Les autorités administratives peuvent se prévaloir de la prescription jusqu’à ce que la juridiction de premier degré se soit prononcée sur le fond.
Bien entendu, les actes interruptifs de la prescription, prévus à l’article 2, sont vus de manière assez souple et peuvent correspondre à toute demande de paiement ou réclamation du moment que celle-ci a trait au fait générateur, à l’existence ou au montant de la créance. Le recours doit être formé devant une juridiction ou toute communication écrite à une administration intéressée.
Tout acte interruptif fera partir un nouveau délai de 4 ans.
2/ Le point de départ de la prescription vue par la jurisprudence
La jurisprudence, partant du principe issu de l’article 3 de la loi de 1968 qui prévoit que la prescription ne court ni contre le créancier qui ne peut agir soit par lui-même, soit par l’intermédiaire de son représentant légal, soit pour une cause de force majeure, ni contre celui qui peut être légitimement regardé comme ignorant l’existence de sa créance ou de la créance de celui qu’il représente légalement, en a tiré les conséquences extrêmement favorables aux victimes.
Ainsi, il a été jugé que la détermination du point de départ de la déchéance ou de la prescription quadriennale ne court qu’à compter du moment où le créancier a parfaite connaissance de la réalité et de l’étendue de ses préjudices qui ont été entièrement révélés, ces préjudices étant connus ne pouvant être exactement mesurés au moment où la créance est connue de façon certaine.
Ceci a posé la question des dommages instantanés, définitifs, successifs et continus.
Pour les dommages instantanés et définitifs, ceci ne pose pas de problème puisque le fait générateur est parfaitement identifié.
Pour les dommages successifs, en matière de dépréciation de propriété à proximité d’un ouvrage public, il a été décidé que le point de départ de la prescription partait non du démarrage des travaux mais de l’achèvement de la construction publique (fait générateur).
D’autre part, en matière de préjudice permanent, le délai de prescription part à compter du jour de la naissance du préjudice, comme en matière de préjudice d’agrément par exemple.

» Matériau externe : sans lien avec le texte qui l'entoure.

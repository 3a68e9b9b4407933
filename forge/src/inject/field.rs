use crate::error::Error;
use crate::inject::{AnyModification, InjectableByte, InjectableBytes, InjectableInteger};

/// Mutable, type-erased view on one named field of a message. Used by drivers which only know
/// the field by name, e.g. when the injection comes from a configuration file.
#[derive(Debug)]
pub enum FieldMut<'a> {
    Byte(&'a mut InjectableByte),
    Integer(&'a mut InjectableInteger),
    Bytes(&'a mut InjectableBytes),
}

impl<'a> FieldMut<'a> {
    pub fn family(&self) -> &'static str {
        match self {
            FieldMut::Byte(_) => "byte",
            FieldMut::Integer(_) => "integer",
            FieldMut::Bytes(_) => "bytes",
        }
    }

    /// Append `modification` to the chain of the field
    pub fn push(&mut self, modification: AnyModification) -> Result<(), Error> {
        match (self, modification) {
            (FieldMut::Byte(field), AnyModification::Byte(m)) => field.push(m),
            (FieldMut::Integer(field), AnyModification::Integer(m)) => field.push(m),
            (FieldMut::Bytes(field), AnyModification::Bytes(m)) => field.push(m),
            (field, m) => return Err(Self::mismatch(field.family(), &m)),
        }
        Ok(())
    }

    pub fn set_post(&mut self, modification: AnyModification) -> Result<(), Error> {
        match (self, modification) {
            (FieldMut::Byte(field), AnyModification::Byte(m)) => field.set_post(Some(m)),
            (FieldMut::Integer(field), AnyModification::Integer(m)) => field.set_post(Some(m)),
            (FieldMut::Bytes(field), AnyModification::Bytes(m)) => field.set_post(Some(m)),
            (field, m) => return Err(Self::mismatch(field.family(), &m)),
        }
        Ok(())
    }

    pub fn detach(&mut self) {
        match self {
            FieldMut::Byte(field) => field.detach(),
            FieldMut::Integer(field) => field.detach(),
            FieldMut::Bytes(field) => field.detach(),
        }
    }

    fn mismatch(family: &str, modification: &AnyModification) -> Error {
        Error::ConfigurationMismatch(format!(
            "cannot attach a {} modification ({}) to a {} field",
            modification.family(),
            modification,
            family
        ))
    }
}

#[cfg(test)]
mod tests {
    use super::*;
    use crate::inject::{BytesModification, IntegerModification};

    #[test_log::test]
    fn push_checks_family() {
        let mut length = InjectableInteger::with_original(4);
        let mut field = FieldMut::Integer(&mut length);
        field
            .push(AnyModification::Integer(IntegerModification::Add(1)))
            .unwrap();
        let err = field
            .push(AnyModification::Bytes(BytesModification::Duplicate))
            .unwrap_err();
        assert!(matches!(err, Error::ConfigurationMismatch(_)));
        assert_eq!(length.value(), 5);
    }
}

En matière de préjudice évolutif, la jurisprudence prend en compte le fait que le dommage s’est réalisé dans son étendue actuelle et ne s’est révélé dans son caractère permanent qu’au fur et à mesure du développement du trafic concernant un dommage lié au trafic urbain.
Ce qui rend parfois subtile et difficile l’appréciation du point de départ.
En tout état de cause, le Conseil d’Etat, par une décision du 20/11/2020, a précisé qu’il résultait des dispositions de l’article 2270-1 du code civil et des principes qui en sont issus que la prescription court à compter la date à laquelle la victime a eu une connaissance suffisamment certaine de l’étendue du dommage et non de la date du dépôt du rapport d’expertise.
En effet, il est courant d’admettre que le jour du dépôt du rapport d’expertise fasse démarrer la prescription car il constitue une date à laquelle on peut considérer que la victime a eu une connaissance suffisamment certaine de l’étendue de son dommage.
En revanche, selon le Conseil d’Etat, un rapport d’expertise qui n’aurait permis que d’identifier les personnes potentiellement responsables ne constitue pas le point de départ du délai de prescription si l’étendue du dommage était antérieurement connue : « Il résulte en outre de ces dispositions que la prescription qu’elles instituent court à compter de la manifestation du dommage, c’est-à-dire de la date à laquelle la victime a une connaissance suffisamment certaine de l’étendue du dommage, quand bien même le responsable de celui-ci ne serait à cette date pas encore déterminé. »
En l’espèce, les désordres (fuites d’eau) étaient connues depuis 2002 par les requérants et le rapport d’expertise déposé en 2015. La juridiction ayant admis comme point de départ la date de dépôt du rapport a donc commis une erreur de droit.
Il convient donc d’être prudent et, en cas d’hésitation, de commettre des actes d’interruption du délai de prescription.